No mês em que a startup de cigarros electrónicos Juul chegou a Portugal, Outubro de 2019, o escrutínio dos reguladores já tinha começado a afectar o seu valor e as vendas dos dispositivos de "vaping" estavam a abrandar. Aquilo que tinha começado como uma promissora startup de Silicon Valley que ia ajudar os fumadores a deixarem de fumar tornara-se num unicórnio inflacionado e mal cheiroso.
Esse foi um dos sinais mais fortes de que a missão inicial da Juul estava a desfazer-se, literalmente, em fumo. Fundada por James Monsees e Adam Bowen em 2017, a startup pretendia criar um aparelho electrónico para fumadores que não produzia fumo e dispensava nicotina sem os milhares de químicos nocivos dos cigarros normais. Eventualmente, a utilização do "vaper" devia ajudar os fumadores a deixarem de fumar.

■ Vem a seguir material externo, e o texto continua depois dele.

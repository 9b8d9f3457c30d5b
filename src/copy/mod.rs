//! Copy variants.
//!
//! One function per buffering strategy. Each opens the source before the
//! destination, so a missing source never touches the destination, and
//! each opens the destination exactly once with truncate semantics.

mod bytes;
mod text;
pub(crate) mod utils;

// Re-export public API
pub use bytes::{
    copy_block, copy_buffered, copy_byte_by_byte, copy_staged, copy_staged_byte_by_byte,
    copy_whole,
};
pub use text::{copy_lines, copy_staged_text};
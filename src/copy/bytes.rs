//! Byte-exact copy variants.
//!
//! Every function here produces a destination that is byte-identical to
//! the source and returns the number of bytes transferred. They differ only
//! in how the bytes move between the two handles.

use crate::error::Result;
use crate::options::CopyOptions;
use std::io::{self, BufReader, BufWriter, Cursor, Read, Write};
use std::path::Path;

use super::utils::{
    create_destination, fill_block, finish_destination, open_copy_source, read_exactly_sized,
};

/// Copy a file through one buffer holding the whole source.
///
/// The buffer is allocated for the source's length, filled by a single
/// read-to-end, then written out in full.
///
/// # Errors
///
/// - [`Error::NotFound`](crate::Error::NotFound) if the source cannot be opened
/// - [`Error::SameFile`](crate::Error::SameFile) if the destination is the source
/// - [`Error::Io`](crate::Error::Io) if reading or any destination operation fails
pub fn copy_whole(src: &Path, dst: &Path, options: &CopyOptions) -> Result<u64> {
    let (mut src_file, len) = open_copy_source(src, dst)?;
    let buf = read_exactly_sized(&mut src_file, len)?;

    let mut dst_file = create_destination(dst)?;
    dst_file.write_all(&buf)?;
    finish_destination(&dst_file, options)?;

    #[cfg(feature = "tracing")]
    tracing::debug!(src = %src.display(), dst = %dst.display(), bytes = buf.len(), "whole copy");

    Ok(buf.len() as u64)
}

/// Copy a file through buffered reader and writer layers.
///
/// The read side is buffered by the full source length, the write side by
/// [`CopyOptions::write_buffer_size`]. The output is identical to
/// [`copy_whole`].
///
/// # Errors
///
/// Same as [`copy_whole`]. A failing final flush is reported rather than
/// swallowed on drop.
pub fn copy_buffered(src: &Path, dst: &Path, options: &CopyOptions) -> Result<u64> {
    let (src_file, len) = open_copy_source(src, dst)?;
    let capacity = usize::try_from(len).unwrap_or(usize::MAX).max(1);
    let mut reader = BufReader::with_capacity(capacity, src_file);

    let mut buf = Vec::with_capacity(capacity);
    reader.read_to_end(&mut buf)?;
    drop(reader);

    let mut writer = BufWriter::with_capacity(options.write_buffer_size, create_destination(dst)?);
    writer.write_all(&buf)?;
    let dst_file = writer.into_inner().map_err(io::IntoInnerError::into_error)?;
    finish_destination(&dst_file, options)?;

    #[cfg(feature = "tracing")]
    tracing::debug!(
        src = %src.display(),
        dst = %dst.display(),
        bytes = buf.len(),
        write_buffer = options.write_buffer_size,
        "buffered copy"
    );

    Ok(buf.len() as u64)
}

/// Copy a file by staging its content in an in-memory cursor.
///
/// The source is read in full, wrapped in a [`Cursor`], and the cursor is
/// drained into the destination.
///
/// # Errors
///
/// Same as [`copy_whole`].
pub fn copy_staged(src: &Path, dst: &Path, options: &CopyOptions) -> Result<u64> {
    let (mut src_file, len) = open_copy_source(src, dst)?;
    let mut stage = Cursor::new(read_exactly_sized(&mut src_file, len)?);
    drop(src_file);

    let mut dst_file = create_destination(dst)?;
    let copied = io::copy(&mut stage, &mut dst_file)?;
    finish_destination(&dst_file, options)?;

    #[cfg(feature = "tracing")]
    tracing::debug!(src = %src.display(), dst = %dst.display(), bytes = copied, "staged copy");

    Ok(copied)
}

/// Copy a file one byte at a time.
///
/// Both handles are unbuffered, so every byte costs one read and one write
/// call. The destination is opened once for the whole transfer.
///
/// # Errors
///
/// Same as [`copy_whole`].
pub fn copy_byte_by_byte(src: &Path, dst: &Path, options: &CopyOptions) -> Result<u64> {
    let (src_file, _) = open_copy_source(src, dst)?;
    let mut dst_file = create_destination(dst)?;

    let copied = write_each_byte(src_file.bytes(), &mut dst_file)?;
    finish_destination(&dst_file, options)?;

    #[cfg(feature = "tracing")]
    tracing::debug!(src = %src.display(), dst = %dst.display(), bytes = copied, "byte-by-byte copy");

    Ok(copied)
}

/// Copy a file by staging it in memory, then writing one byte at a time.
///
/// # Errors
///
/// Same as [`copy_whole`].
pub fn copy_staged_byte_by_byte(src: &Path, dst: &Path, options: &CopyOptions) -> Result<u64> {
    let (mut src_file, len) = open_copy_source(src, dst)?;
    let stage = Cursor::new(read_exactly_sized(&mut src_file, len)?);
    drop(src_file);

    let mut dst_file = create_destination(dst)?;
    let copied = write_each_byte(stage.bytes(), &mut dst_file)?;
    finish_destination(&dst_file, options)?;

    #[cfg(feature = "tracing")]
    tracing::debug!(
        src = %src.display(),
        dst = %dst.display(),
        bytes = copied,
        "staged byte-by-byte copy"
    );

    Ok(copied)
}

/// Copy a file in blocks of [`CopyOptions::block_size`] bytes.
///
/// Each block is filled completely before it is written; only the final
/// block may be shorter. An exact multiple of the block size ends without
/// an empty block, and an empty source writes nothing.
///
/// # Errors
///
/// Same as [`copy_whole`].
pub fn copy_block(src: &Path, dst: &Path, options: &CopyOptions) -> Result<u64> {
    let (mut src_file, _) = open_copy_source(src, dst)?;
    let mut dst_file = create_destination(dst)?;

    let mut block = vec![0u8; options.block_size.max(1)];
    let mut copied: u64 = 0;

    loop {
        let n = fill_block(&mut src_file, &mut block)?;
        if n == 0 {
            break;
        }
        dst_file.write_all(&block[..n])?;
        copied += n as u64;
        if n < block.len() {
            break;
        }
    }
    finish_destination(&dst_file, options)?;

    #[cfg(feature = "tracing")]
    tracing::debug!(
        src = %src.display(),
        dst = %dst.display(),
        bytes = copied,
        blocks = copied.div_ceil(block.len() as u64),
        block_size = block.len(),
        "block copy"
    );

    Ok(copied)
}

fn write_each_byte<I, W>(bytes: I, dst: &mut W) -> io::Result<u64>
where
    I: Iterator<Item = io::Result<u8>>,
    W: Write,
{
    let mut copied: u64 = 0;
    for byte in bytes {
        dst.write_all(&[byte?])?;
        copied += 1;
    }
    Ok(copied)
}

// =============================================================================
// Tests
// =============================================================================
//! JSON output contract tests for bcp CLI.

#[path = "../common/mod.rs"]
mod common;

use assert_cmd::cargo::cargo_bin_cmd;
use common::TestFixture;
use predicates::prelude::*;
use serde_json::Value;

#[test]
fn test_copy_json_contract() {
    let fx = TestFixture::new();
    let src = fx.write_pattern("src.bin", 2500);
    let dst = fx.path("dst.bin");

    let output = cargo_bin_cmd!("bcp")
        .args(["--output", "json", "-s", "block", "--verify"])
        .arg(&src)
        .arg(&dst)
        .assert()
        .success()
        .get_output()
        .stdout
        .clone();

    let payload: Value = serde_json::from_slice(&output).unwrap();
    assert_eq!(payload["schema_version"], "1.0");
    assert_eq!(payload["mode"], "copy");
    assert_eq!(payload["outcome"], "copied");
    assert_eq!(payload["strategy"], "block");
    assert_eq!(payload["count"], 2500);
    assert_eq!(payload["unit"], "bytes");
    assert_eq!(payload["verified"], true);
    assert_eq!(payload["source"], src.display().to_string());
    assert_eq!(payload["destination"], dst.display().to_string());
    assert_eq!(payload["effective_config"]["block_size"], 1024);
    assert_eq!(payload["effective_config"]["encoding"], "UTF-8");
}

#[test]
fn test_lines_json_reports_lines() {
    let fx = TestFixture::new();
    let src = fx.write("src.txt", "alpha\nbeta\ngamma\n");
    let dst = fx.path("dst.txt");

    let output = cargo_bin_cmd!("bcp")
        .args(["--output", "json", "-s", "lines", "--verify"])
        .arg(&src)
        .arg(&dst)
        .assert()
        .success()
        .get_output()
        .stdout
        .clone();

    let payload: Value = serde_json::from_slice(&output).unwrap();
    assert_eq!(payload["count"], 3);
    assert_eq!(payload["unit"], "lines");
    assert!(payload["verified"].is_null());
}

#[test]
fn test_failure_json_contract() {
    let fx = TestFixture::new();
    let missing = fx.path("missing.bin");
    let dst = fx.path("dst.bin");

    let output = cargo_bin_cmd!("bcp")
        .args(["--output", "json"])
        .arg(&missing)
        .arg(&dst)
        .assert()
        .code(1)
        .get_output()
        .stdout
        .clone();

    let payload: Value = serde_json::from_slice(&output).unwrap();
    assert_eq!(payload["outcome"], "failed");
    assert_eq!(payload["error_code"], "not_found");
    assert_eq!(payload["strategy"], "whole");
    assert!(
        payload["error_message"]
            .as_str()
            .unwrap()
            .contains("missing.bin")
    );
}

#[test]
fn test_compare_json_contract() {
    let fx = TestFixture::new();
    let a = fx.write("a.txt", "one");
    let b = fx.write("b.txt", "two");

    let output = cargo_bin_cmd!("bcp")
        .args(["--compare", "--output", "json"])
        .arg(&a)
        .arg(&b)
        .assert()
        .code(1)
        .get_output()
        .stdout
        .clone();

    let payload: Value = serde_json::from_slice(&output).unwrap();
    assert_eq!(payload["mode"], "compare");
    assert_eq!(payload["outcome"], "differ");
    assert_eq!(payload["equal"], false);
    assert_eq!(payload["first"], a.display().to_string());
    assert_eq!(payload["second"], b.display().to_string());
}

#[test]
fn test_compare_failure_json_contract() {
    let fx = TestFixture::new();
    let a = fx.write("a.txt", "one");
    let missing = fx.path("missing.txt");

    let output = cargo_bin_cmd!("bcp")
        .args(["--compare", "--output", "json"])
        .arg(&a)
        .arg(&missing)
        .assert()
        .code(1)
        .stderr(predicate::str::contains("error[not_found]"))
        .get_output()
        .stdout
        .clone();

    let payload: Value = serde_json::from_slice(&output).unwrap();
    assert_eq!(payload["schema_version"], "1.0");
    assert_eq!(payload["mode"], "compare");
    assert_eq!(payload["outcome"], "failed");
    assert_eq!(payload["error_code"], "not_found");
    assert_eq!(payload["first"], a.display().to_string());
    assert_eq!(payload["second"], missing.display().to_string());
    assert!(
        payload["error_message"]
            .as_str()
            .unwrap()
            .contains("missing.txt")
    );
}

#[test]
fn test_same_file_failure_json() {
    let fx = TestFixture::new();
    let file = fx.write("notes.txt", "keep");

    let output = cargo_bin_cmd!("bcp")
        .args(["--output", "json", "-s", "block"])
        .arg(&file)
        .arg(&file)
        .assert()
        .code(2)
        .get_output()
        .stdout
        .clone();

    let payload: Value = serde_json::from_slice(&output).unwrap();
    assert_eq!(payload["outcome"], "failed");
    assert_eq!(payload["error_code"], "invalid_input");
    fx.assert_bytes(&file, "keep");
}
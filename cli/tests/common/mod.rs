//! Common test utilities for integration tests.

#![allow(dead_code)]

use std::fs;
use std::path::{Path, PathBuf};
use tempfile::TempDir;

/// A scratch directory holding the files of one test.
pub struct TestFixture {
    pub dir: TempDir,
}

impl TestFixture {
    /// Create a new fixture with a fresh directory.
    pub fn new() -> Self {
        Self {
            dir: TempDir::new().expect("Failed to create temp dir"),
        }
    }

    /// Path of `name` inside the fixture, whether or not it exists.
    pub fn path(&self, name: &str) -> PathBuf {
        self.dir.path().join(name)
    }

    /// Write `content` to `name` and return its path.
    pub fn write(&self, name: &str, content: impl AsRef<[u8]>) -> PathBuf {
        let path = self.path(name);
        fs::write(&path, content).expect("Failed to write file");
        path
    }

    /// Write `len` bytes of a repeating, non-trivial pattern to `name`.
    pub fn write_pattern(&self, name: &str, len: usize) -> PathBuf {
        self.write(name, pattern(len))
    }

    /// Check that a file exists and has exactly the expected bytes.
    pub fn assert_bytes(&self, path: &Path, expected: impl AsRef<[u8]>) {
        assert!(path.exists(), "File does not exist: {:?}", path);
        let actual = fs::read(path).expect("Failed to read file");
        assert_eq!(actual, expected.as_ref(), "File content mismatch");
    }
}

impl Default for TestFixture {
    fn default() -> Self {
        Self::new()
    }
}

/// Bytes `0..len` of a pattern that never repeats within 251 bytes.
pub fn pattern(len: usize) -> Vec<u8> {
    (0..len).map(|i| (i * 7 % 251) as u8).collect()
}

Mas não foi nada disso que aconteceu. Ao invés de ajudar gerações de fumadores a deixar o mau hábito, a Juul viciou uma geração completamente nova: adolescentes e jovens adultos, que aderiram em massa aos elegantes vaporizadores disponíveis para venda em lojas de conveniência e que acreditavam não ter efeitos secundários para a saúde. Imaginem isto, poder fumar sem consequência, obtendo o mesmo prazer que um fumador tradicional sem a ameaça de destruição corporal que se vê plasmada nos maços de tabaco.
Os sabores apelativos, como maçã, mentol e algodão doce, ajudaram a criar essa imagem de que se tratava de um produto inofensivo.

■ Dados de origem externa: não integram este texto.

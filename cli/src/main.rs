//! bcp - Buffered Copy
//!
//! Copy or compare a pair of files with a selectable buffering strategy,
//! powered by bufcopy.

use bufcopy::{
    CopyBuilder, CopyReport, DEFAULT_BLOCK_SIZE, DEFAULT_WRITE_BUFFER_SIZE, Error as BufcopyError,
    ErrorCode, LineEnding, Strategy, files_equal,
};
use clap::{Parser, ValueEnum};
use encoding_rs::Encoding;
use serde_json::{Value, json};
use std::path::{Path, PathBuf};
use thiserror::Error;

/// bcp - Copy or compare files with a selectable buffering strategy
///
/// Usage:
///   bcp [OPTIONS] SOURCE DEST
///   bcp --compare FILE1 FILE2
#[derive(Parser, Debug)]
#[command(name = "bcp", version, about, long_about = None)]
struct Args {
    /// Source file (first file with --compare)
    source: PathBuf,

    /// Destination file (second file with --compare)
    dest: PathBuf,

    /// Copy strategy
    #[arg(short = 's', long, value_enum, default_value = "whole")]
    strategy: StrategyArg,

    /// Block size in bytes for the block strategy
    #[arg(short = 'b', long, value_name = "BYTES", default_value_t = DEFAULT_BLOCK_SIZE)]
    block_size: usize,

    /// Writer buffer size in bytes for the buffered strategy
    #[arg(long, value_name = "BYTES", default_value_t = DEFAULT_WRITE_BUFFER_SIZE)]
    write_buffer: usize,

    /// Text encoding label for the lines and staged-text strategies
    #[arg(short = 'e', long, value_name = "LABEL", default_value = "utf-8")]
    encoding: String,

    /// Line terminator written by the lines strategy
    #[arg(long, value_enum, default_value = "native")]
    line_ending: LineEndingArg,

    /// Sync the destination to disk before exiting
    #[arg(long)]
    sync: bool,

    /// Compare source and destination after copying
    #[arg(long, conflicts_with = "compare")]
    verify: bool,

    /// Compare the two files instead of copying (exit 1 if they differ)
    #[arg(long)]
    compare: bool,

    /// Output format
    #[arg(long, value_enum, default_value = "human")]
    output: OutputMode,

    /// Print nothing on success
    #[arg(short = 'q', long)]
    quiet: bool,

    /// Verbose output and debug logging
    #[arg(short = 'v', long, conflicts_with = "quiet")]
    verbose: bool,
}

#[derive(Debug, Clone, Copy, ValueEnum)]
enum StrategyArg {
    /// Whole file in one buffer (default)
    Whole,
    /// Buffered reader and writer
    Buffered,
    /// Staged through memory
    Staged,
    /// Staged through a text decode and re-encode
    StagedText,
    /// One byte at a time
    Byte,
    /// Staged through memory, written one byte at a time
    StagedByte,
    /// Fixed-size blocks
    Block,
    /// Line at a time (reports lines, not bytes)
    Lines,
}

impl From<StrategyArg> for Strategy {
    fn from(s: StrategyArg) -> Self {
        match s {
            StrategyArg::Whole => Strategy::Whole,
            StrategyArg::Buffered => Strategy::Buffered,
            StrategyArg::Staged => Strategy::Staged,
            StrategyArg::StagedText => Strategy::StagedText,
            StrategyArg::Byte => Strategy::ByteByByte,
            StrategyArg::StagedByte => Strategy::StagedByteByByte,
            StrategyArg::Block => Strategy::Block,
            StrategyArg::Lines => Strategy::Lines,
        }
    }
}

#[derive(Debug, Clone, Copy, ValueEnum)]
enum LineEndingArg {
    /// Host convention
    Native,
    /// "\n"
    Lf,
    /// "\r\n"
    Crlf,
}

impl From<LineEndingArg> for LineEnding {
    fn from(l: LineEndingArg) -> Self {
        match l {
            LineEndingArg::Native => LineEnding::Native,
            LineEndingArg::Lf => LineEnding::Lf,
            LineEndingArg::Crlf => LineEnding::CrLf,
        }
    }
}

impl LineEndingArg {
    fn as_str(self) -> &'static str {
        match self {
            Self::Native => "native",
            Self::Lf => "lf",
            Self::Crlf => "crlf",
        }
    }
}

#[derive(Debug, Clone, Copy, ValueEnum, PartialEq, Eq)]
enum OutputMode {
    Human,
    Json,
}

type CliResult<T> = std::result::Result<T, CliError>;

#[derive(Debug, Error)]
enum CliError {
    #[error("Unknown text encoding: {label}")]
    UnknownEncoding { label: String },

    #[error("Failed to copy {path}: {source}")]
    Copy { path: PathBuf, source: BufcopyError },

    #[error("Failed to compare files: {source}")]
    Compare { source: BufcopyError },

    #[error("Verification failed: {dst} differs from {src}")]
    VerifyFailed { src: PathBuf, dst: PathBuf },

    #[error("Failed to serialize JSON output: {source}")]
    JsonSerialize { source: serde_json::Error },
}

impl CliError {
    fn code(&self) -> ErrorCode {
        match self {
            Self::UnknownEncoding { .. } => ErrorCode::InvalidInput,
            Self::Copy { source, .. } | Self::Compare { source } => source.code(),
            Self::VerifyFailed { .. } => ErrorCode::Mismatch,
            Self::JsonSerialize { .. } => ErrorCode::Internal,
        }
    }
}

fn exit_code_for(code: ErrorCode) -> i32 {
    match code {
        ErrorCode::InvalidInput => 2,
        _ => 1,
    }
}

fn main() {
    match run() {
        Ok(true) => {}
        // Files differ: not an error, but not a success either
        Ok(false) => std::process::exit(1),
        Err(error) => {
            eprintln!("error[{}]: {}", error.code(), error);
            std::process::exit(exit_code_for(error.code()));
        }
    }
}

/// Returns `Ok(false)` when `--compare` finds the files differ.
fn run() -> CliResult<bool> {
    let args = Args::parse();
    init_logging(args.verbose, args.quiet);

    if args.compare {
        return compare(&args);
    }

    let encoding = resolve_encoding(&args.encoding)?;
    let strategy: Strategy = args.strategy.into();

    let mut builder = CopyBuilder::new(&args.source, &args.dest)
        .strategy(strategy)
        .block_size(args.block_size)
        .write_buffer_size(args.write_buffer)
        .encoding(encoding)
        .line_ending(args.line_ending.into());
    if args.sync {
        builder = builder.fsync();
    }
    if args.verify {
        builder = builder.verify();
    }

    let report = match builder.run() {
        Ok(report) => report,
        Err(source) => {
            let error = CliError::Copy {
                path: args.source.clone(),
                source,
            };
            if args.output == OutputMode::Json {
                print_json_value(&failure_json(&args, &error))?;
            }
            return Err(error);
        }
    };

    match args.output {
        OutputMode::Human if !args.quiet => print_report(&args, encoding, &report),
        OutputMode::Human => {}
        OutputMode::Json => print_json_value(&report_json(&args, encoding, &report))?,
    }

    if report.verified == Some(false) {
        return Err(CliError::VerifyFailed {
            src: args.source.clone(),
            dst: args.dest.clone(),
        });
    }

    Ok(true)
}

fn compare(args: &Args) -> CliResult<bool> {
    let equal = match files_equal(&args.source, &args.dest) {
        Ok(equal) => equal,
        Err(source) => {
            let error = CliError::Compare { source };
            if args.output == OutputMode::Json {
                print_json_value(&compare_failure_json(args, &error))?;
            }
            return Err(error);
        }
    };

    match args.output {
        OutputMode::Human if !args.quiet => {
            let verdict = if equal { "identical" } else { "differ" };
            println!(
                "{} and {} {}",
                args.source.display(),
                args.dest.display(),
                verdict
            );
        }
        OutputMode::Human => {}
        OutputMode::Json => print_json_value(&json!({
            "schema_version": "1.0",
            "mode": "compare",
            "outcome": if equal { "identical" } else { "differ" },
            "first": display_path(&args.source),
            "second": display_path(&args.dest),
            "equal": equal,
        }))?,
    }

    Ok(equal)
}

fn init_logging(verbose: bool, quiet: bool) {
    use tracing_subscriber::{EnvFilter, fmt};

    let level = if verbose {
        "debug"
    } else if quiet {
        "error"
    } else {
        "warn"
    };

    let filter = EnvFilter::try_from_default_env().unwrap_or_else(|_| EnvFilter::new(level));

    fmt()
        .with_env_filter(filter)
        .with_target(false)
        .with_writer(std::io::stderr)
        .init();
}

fn resolve_encoding(label: &str) -> CliResult<&'static Encoding> {
    Encoding::for_label(label.trim().as_bytes()).ok_or_else(|| CliError::UnknownEncoding {
        label: label.to_owned(),
    })
}

fn effective_config_json(args: &Args, encoding: &'static Encoding) -> Value {
    json!({
        "block_size": args.block_size.max(1),
        "write_buffer": args.write_buffer.max(1),
        "encoding": encoding.name(),
        "line_ending": args.line_ending.as_str(),
        "sync": args.sync,
        "verify": args.verify,
    })
}

fn report_json(args: &Args, encoding: &'static Encoding, report: &CopyReport) -> Value {
    json!({
        "schema_version": "1.0",
        "mode": "copy",
        "outcome": "copied",
        "strategy": report.strategy.as_str(),
        "source": display_path(&args.source),
        "destination": display_path(&args.dest),
        "count": report.count,
        "unit": report.unit(),
        "duration_ms": report.duration.as_secs_f64() * 1000.0,
        "verified": report.verified,
        "effective_config": effective_config_json(args, encoding),
    })
}

fn failure_json(args: &Args, error: &CliError) -> Value {
    let message = match error {
        CliError::Copy { source, .. } => source.to_string(),
        other => other.to_string(),
    };
    json!({
        "schema_version": "1.0",
        "mode": "copy",
        "outcome": "failed",
        "strategy": Strategy::from(args.strategy).as_str(),
        "source": display_path(&args.source),
        "destination": display_path(&args.dest),
        "error_code": error.code().as_str(),
        "error_message": message,
    })
}

fn compare_failure_json(args: &Args, error: &CliError) -> Value {
    let message = match error {
        CliError::Compare { source } => source.to_string(),
        other => other.to_string(),
    };
    json!({
        "schema_version": "1.0",
        "mode": "compare",
        "outcome": "failed",
        "first": display_path(&args.source),
        "second": display_path(&args.dest),
        "error_code": error.code().as_str(),
        "error_message": message,
    })
}

fn print_report(args: &Args, encoding: &'static Encoding, report: &CopyReport) {
    let amount = if report.strategy.counts_lines() {
        format!("{} lines", report.count)
    } else {
        format_bytes(report.count)
    };

    if args.verbose {
        println!("Copy completed in {:?}", report.duration);
        println!("  Source:       {}", args.source.display());
        println!("  Destination:  {}", args.dest.display());
        println!("  Strategy:     {}", report.strategy.as_str());
        println!("  Copied:       {} {}", report.count, report.unit());
        if report.strategy == Strategy::Block {
            println!("  Block size:   {}", args.block_size.max(1));
        }
        if !report.strategy.is_byte_exact() {
            println!("  Encoding:     {}", encoding.name());
        }
        match report.verified {
            Some(true) => println!("  Verified:     identical"),
            Some(false) => println!("  Verified:     DIFFERENT"),
            None => {}
        }
    } else {
        println!("Copied {} ({})", amount, report.strategy.as_str());
    }
}

fn print_json_value(value: &Value) -> CliResult<()> {
    let serialized =
        serde_json::to_string(value).map_err(|source| CliError::JsonSerialize { source })?;
    println!("{serialized}");
    Ok(())
}

fn display_path(path: &Path) -> String {
    path.display().to_string()
}

fn format_bytes(bytes: u64) -> String {
    const KB: u64 = 1024;
    const MB: u64 = KB * 1024;
    const GB: u64 = MB * 1024;
    const TB: u64 = GB * 1024;

    if bytes >= TB {
        format!("{:.2} TB", bytes as f64 / TB as f64)
    } else if bytes >= GB {
        format!("{:.2} GB", bytes as f64 / GB as f64)
    } else if bytes >= MB {
        format!("{:.2} MB", bytes as f64 / MB as f64)
    } else if bytes >= KB {
        format!("{:.2} KB", bytes as f64 / KB as f64)
    } else {
        format!("{} B", bytes)
    }
}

A máquina por detrás da Juul, cega com os números explosivos de vendas, ignorou os alertas vermelhos que lhe chegavam. Expandiu-se de forma desenfreada para o mercado internacional, o que explica a chegada a Portugal em tão pouco tempo, e aceitou o mega investimento da mesma indústria tabaqueira que inicialmente queria combater.
A Juul foi abalroada pelo sucesso vulcânico que obteve logo de rajada, chegando a dominar 75% do mercado de cigarros electrónicos em 2018. Perdeu de vista o seu objectivo, contornou os sinais de alarme e só não seguiu em frente porque a realidade se estampou nos seus planos.
Ao contrário de startups que mexem com redes sociais, vídeo, digitalização e outros meios intangíveis, os efeitos dos produtos da Juul na saúde dos seus utilizadores e nas estatísticas das autoridades foram imediatos. Ao mesmo tempo que surgiam relatos de utilizadores com problemas respiratórios e infecções pulmonares relacionadas com o vaping, o Centro de Controlo e Prevenção de Doenças (CDC) publicou um relatório esmagador mostrando que em apenas um ano a utilização de tabaco por adolescentes disparou 38,3%. Esta subida, que contrariava a tendência de anos anteriores, deveu-se em larga escala à popularidade da Juul nas escolas secundárias. E a maré começou a virar para a startup.
Um ano depois de chegar a Portugal e a vários outros mercados, a Juul fechou as portas às subsidiárias. Pelo menos 60 mortes relacionadas com a utilização dos vaporizadores tinham sido reportadas à CDC e os médicos erm confrontados com o surgimento de uma condição específica associada ao seu uso, a que chamaram EVALI.
A Juul deu um passo atrás, mas não se livrou de pesadas repercussões. Ontem, a startup chegou a acordo com o procurador-geral da Carolina do Norte, aceitando pagar 40 milhões de dólares por marketing ilegal e dispondo-se a mudanças radicais para evitar que os seus produtos sejam consumidos por adolescentes. É um acordo histórico, que colocará os vaporizadores ao mesmo nível do tabaco: atrás do balcão, disponíveis apenas a compradores adultos, com grandes restrições a nível publicitário.
Se o desfecho na Carolina do Norte foi este, outros poderão seguir-se em estados como o Colorado, que também tem um caso em tribunal contra a empresa.
Da premissa inicial da Juul pouco ou nada resta. Valeram a pena anos de pesquisa e inovação para se tornarem mais uma marca na indústria do tabaco? Como é que dois visionários passaram da inspiração à jactância gananciosa sem pausar?
A Juul era uma boa ideia que foi abalroada pelo próprio sucesso, e todos perdemos com isso.